Em número totais, maior parte dos veículos quebrados é das empresas do Consórcio 7, já proporcionalmente à frota, as maiores quebras ocorrem na Ambiental Transportes
ADAMO BAZANI
Quando os ônibus quebram, todos perdem: empresas que precisam reparar os veículos e deixam de arrecadar, os passageiros que atrasam suas viagens e pegam o próximo ônibus mais lotado e os motoristas de carros que muitas vezes encontram vias congestionadas porque uma das faixas está ocupada por um ônibus quebrado.
Em São Paulo, essa realidade tem sido comum com números que chamam atenção. Em média, 49,17 ônibus por dia ou mais de dois por hora quebram na cidade de São Paulo.
Os dados são da SPTrans – São Paulo Transporte, gerenciadora do sistema, obtidos pela TV Globo com base na Lei de Acesso à Informação.
No primeiro semestre deste ano, 8949 ônibus do sistema estrutural quebraram durante o percurso. Levando em conta que o sistema estrutural, que reúne as viações com ônibus e linhas maiores, possui em torno de 8800 veículos, o dado mostra que praticamente todos eles já quebraram, é claro, isso é uma relação de proporcionalidade.

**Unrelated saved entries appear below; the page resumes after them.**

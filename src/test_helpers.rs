//! Shared fixtures for the unit tests: a working directory laid out the way
//! `layout::bootstrap` leaves it, with small template fragments.

use std::{
    fs,
    path::{Path, PathBuf},
};

use tempfile::TempDir;

use crate::{
    context::{Config, Remote, Site},
    metadata::Header,
};

pub const HEAD_INDEX: &str = "<html><body class=\"index\">\n";
pub const FOOT_INDEX: &str = "</body></html>\n";
pub const HEAD_POST: &str = "<html><body class=\"post\">\n";
pub const FOOT_POST: &str = "<a href=\"/\">back</a></body></html>\n";

pub fn test_config(working_dir: &Path) -> Config {
    Config {
        working_dir: working_dir.to_owned(),
        editor: PathBuf::from("true"),
        remote: Remote {
            user: "deploy".to_string(),
            host: "blog.example".to_string(),
            port: 22,
            identity: PathBuf::from("/keys/id_ed25519"),
            root: "/var/static".to_string(),
        },
        site: Site {
            blog_name: "test blog".to_string(),
            url: "https://blog.example".to_string(),
            intro: "some words".to_string(),
        },
    }
}

/// Temp working directory with every area and template in place.
pub fn setup_workspace() -> (TempDir, Config) {
    let tmp = TempDir::new().unwrap();
    let config = test_config(tmp.path());
    for dir in [
        config.backup_dir(),
        config.drafts_dir(),
        config.posts_dir(),
        config.template_dir(),
    ] {
        fs::create_dir_all(dir).unwrap();
    }
    for (name, content) in [
        ("head_index.html", HEAD_INDEX),
        ("foot_index.html", FOOT_INDEX),
        ("head_post.html", HEAD_POST),
        ("foot_post.html", FOOT_POST),
    ] {
        fs::write(config.template(name), content).unwrap();
    }
    (tmp, config)
}

/// Writes `<area>/<slug>/in.md` with a valid header and a short body.
pub fn write_post(area: &Path, slug: &str, title: &str, created_at: i64) -> PathBuf {
    let dir = area.join(slug);
    fs::create_dir_all(&dir).unwrap();
    let mut source = Header::new(title, created_at).to_markdown();
    source.push_str("Some text.\n");
    fs::write(dir.join("in.md"), source).unwrap();
    dir
}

O Consórcio 7, que reúne as empresas Viação Campo Belo, Gatusa, Transkuba Transportes Gerais e VIP Transportes Urbanos, atendendo parte da zona sul da capital paulista, lidera o número total de ônibus quebrados: 11,82 (média) ou um a cada duas horas. No entanto, proporcionalmente em relação à frota diária, o maior número de ônibus quebrados é da Ambiental Transportes: 4,41 veículos com problemas por dia, uma média de 1,77% da frota da empresa que deveria estar nas ruas.
A empresa que registrou maior aumento do número de ônibus quebrados foi a Sambaíba, que atende a zona norte de São Paulo: a alta foi de 33% no primeiro semestre deste ano em relação é semelhante período de 2015.
ÔNIBUS QUE QUEBRAM POR EMPRESAS/CONSÓRCIOS (Janeiro – Junho de 2016)
Consórcio 7: 11,82 – Média de ônibus quebrados por dia / 0,71% – Índice em relação à frota diária
Consórcio Unisul: 10,2 – Média de ônibus quebrados por dia / 0,84% – Índice em relação à frota diária
Consórcio Plus: 7,92 – Média de ônibus quebrados por dia / 0,6% – Índice em relação à frota diária
Via Sul: 6,73 – Média de ônibus quebrados por dia / 0,87% – Índice em relação à frota diária
Ambiental Transportes: 4,41 – Média de ônibus quebrados por dia / 1,77% – Índice em relação à frota diária
Consórcio Bandeirante: 2,87- Média de ônibus quebrados por dia / 0,3% – Índice em relação à frota diária
Consórcio Sudoeste: 2,75- Média de ônibus quebrados por dia / 0,33% – Índice em relação à frota diária
Sambaíba: 1,97- Média de ônibus quebrados por dia / 0,16% – Índice em relação à frota diária
Express: 0,5 – Média de ônibus quebrados por dia / Índice em relação à frota diária não divulgado
Em entrevista à emissora, o especialista em trânsito Luiz Celio Bottura, disse que o número de quebras de ônibus chama a atenção.
“Em nenhum lugar do mundo há este número de ônibus quebrados por dia como em São Paulo. É assustador e denota a maior necessidade de manutenção e atenção também com nossas vias, que são esburacadas e malfeitas … Os problemas nos ônibus acabam gerando engarrafamentos e a atrapalhando ainda mais o trânsito. Não há manutenção preventiva e falta fiscalização por parte dos órgãos público” – diz Bottura, que já foi conselheiro da SPTrans.
A gerenciadora contesta e diz que “os índices de quebras de ônibus caíram de forma expressiva nos últimos anos e que, em 2012, a média era de 97,7 carros por dia.” e acrescentou que “um processo e renovação da frota está em curso” e que fiscaliza a atuação das concessionárias. “Todos os carros também são vistoriados de forma pelo menos duas vezes por ano”.
Em 2016, a idade média da frota é de 5 anos e 6 meses. Entre 2007 e 2009, a cidade tinha ônibus com frotas mais novas – a idade dos coletivos do sistema estrutural ficou em torno de 4 anos e 10 meses de uso.
O SPUrbanuss, sindicato que representa as empresas do sistema estrutural, diz que os ônibus “passam por um dos mais exigentes” planos de vistoria e que inspeções são realizadas pela SPTrans a cada 6 meses.
“Quando um ônibus apresenta defeito durante a viagem, o centro de controle operacional da empresa é comunicado, enviando o socorro mecânico ou o guincho”, acrescentou na nota à TV.